(Extracted records)
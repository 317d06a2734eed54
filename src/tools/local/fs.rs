//! Workspace-sandboxed filesystem tools.
//!
//! The path-containment check is grounded in the teacher's
//! `security::policy::SecurityPolicy::validate_path`: reject null bytes and
//! literal `..` components up front, canonicalize what exists, and require
//! the canonicalized path to fall under the workspace root. This is the
//! concrete implementation of spec.md §6's filesystem sandbox requirement.

use async_trait::async_trait;
use serde_json::{Value, json};
use std::path::{Path, PathBuf};

use crate::tools::traits::{RiskLevel, Tool, ToolSpec};

/// Resolve `user_path` against `workspace_root`, rejecting any path that
/// escapes it. No I/O is performed when the path is rejected.
pub fn confine_to_workspace(workspace_root: &Path, user_path: &str) -> Result<PathBuf, String> {
    if user_path.contains('\0') {
        return Err("path contains a null byte".to_string());
    }
    if Path::new(user_path)
        .components()
        .any(|c| c == std::path::Component::ParentDir)
    {
        return Err("path escapes workspace root".to_string());
    }

    let candidate = workspace_root.join(user_path);
    let root_canonical = workspace_root
        .canonicalize()
        .map_err(|e| format!("workspace root is invalid: {e}"))?;

    // The candidate may not exist yet (e.g. a write target); fall back to
    // the joined, non-canonicalized path for the containment check in that
    // case, the same way the teacher's `validate_path` does.
    let candidate_canonical = candidate.canonicalize().unwrap_or(candidate);

    if !candidate_canonical.starts_with(&root_canonical) {
        return Err("path escapes workspace root".to_string());
    }

    Ok(candidate_canonical)
}

pub struct FsReadTool {
    spec: ToolSpec,
    workspace_root: PathBuf,
}

impl FsReadTool {
    pub fn new(workspace_root: PathBuf) -> Self {
        Self {
            spec: ToolSpec {
                name: "fs.read".to_string(),
                description: "Read a UTF-8 text file under the workspace root.".to_string(),
                args_schema: json!({
                    "type": "object",
                    "required": ["path"],
                    "properties": {"path": {"type": "string"}}
                }),
                risk: RiskLevel::Safe,
                timeout_ms: 2000,
                caps: vec!["filesystem".to_string()],
            },
            workspace_root,
        }
    }
}

#[async_trait]
impl Tool for FsReadTool {
    fn spec(&self) -> &ToolSpec {
        &self.spec
    }

    async fn execute(&self, args: Value) -> Result<Value, String> {
        let path = args
            .get("path")
            .and_then(Value::as_str)
            .ok_or_else(|| "missing required argument 'path'".to_string())?;
        let resolved = confine_to_workspace(&self.workspace_root, path)?;
        let content = tokio::task::spawn_blocking(move || std::fs::read_to_string(&resolved))
            .await
            .map_err(|e| format!("fs.read task panicked: {e}"))?
            .map_err(|e| format!("fs.read failed: {e}"))?;
        Ok(json!({ "content": content }))
    }
}

pub struct FsWriteTool {
    spec: ToolSpec,
    workspace_root: PathBuf,
}

impl FsWriteTool {
    pub fn new(workspace_root: PathBuf) -> Self {
        Self {
            spec: ToolSpec {
                name: "fs.write".to_string(),
                description: "Write (or overwrite) a UTF-8 text file under the workspace root."
                    .to_string(),
                args_schema: json!({
                    "type": "object",
                    "required": ["path", "content"],
                    "properties": {
                        "path": {"type": "string"},
                        "content": {"type": "string"}
                    }
                }),
                risk: RiskLevel::Confirm,
                timeout_ms: 2000,
                caps: vec!["filesystem".to_string()],
            },
            workspace_root,
        }
    }
}

#[async_trait]
impl Tool for FsWriteTool {
    fn spec(&self) -> &ToolSpec {
        &self.spec
    }

    async fn execute(&self, args: Value) -> Result<Value, String> {
        let path = args
            .get("path")
            .and_then(Value::as_str)
            .ok_or_else(|| "missing required argument 'path'".to_string())?;
        let content = args
            .get("content")
            .and_then(Value::as_str)
            .ok_or_else(|| "missing required argument 'content'".to_string())?
            .to_string();
        let resolved = confine_to_workspace(&self.workspace_root, path)?;
        tokio::task::spawn_blocking(move || -> Result<(), String> {
            if let Some(parent) = resolved.parent() {
                std::fs::create_dir_all(parent).map_err(|e| format!("fs.write failed: {e}"))?;
            }
            std::fs::write(&resolved, content).map_err(|e| format!("fs.write failed: {e}"))
        })
        .await
        .map_err(|e| format!("fs.write task panicked: {e}"))??;
        Ok(json!({ "written": true }))
    }
}

#[cfg(test)]
mod tests {
    use super::*;

    #[test]
    fn path_escape_is_rejected_without_touching_disk() {
        let dir = tempfile::tempdir().unwrap();
        let err = confine_to_workspace(dir.path(), "../secret.txt").unwrap_err();
        assert!(err.contains("escapes workspace"));
    }

    #[test]
    fn null_byte_is_rejected() {
        let dir = tempfile::tempdir().unwrap();
        let err = confine_to_workspace(dir.path(), "ok\0.txt").unwrap_err();
        assert!(err.contains("null byte"));
    }

    #[tokio::test]
    async fn write_then_read_round_trips_inside_workspace() {
        let dir = tempfile::tempdir().unwrap();
        let write = FsWriteTool::new(dir.path().to_path_buf());
        write
            .execute(json!({"path": "notes/a.txt", "content": "hello"}))
            .await
            .unwrap();

        let read = FsReadTool::new(dir.path().to_path_buf());
        let result = read.execute(json!({"path": "notes/a.txt"})).await.unwrap();
        assert_eq!(result["content"], "hello");
    }

    #[tokio::test]
    async fn read_rejects_escaping_path_and_does_no_io() {
        let dir = tempfile::tempdir().unwrap();
        let read = FsReadTool::new(dir.path().to_path_buf());
        let err = read
            .execute(json!({"path": "../secret.txt"}))
            .await
            .unwrap_err();
        assert!(err.contains("escapes workspace"));
    }
}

» **WHAT THE TASK REQUIRES**
Find the lines in the data that include "properties", then copy each of them.

» **RESULT**
                    "properties": {"path": {"type": "string"}}
                    "properties": {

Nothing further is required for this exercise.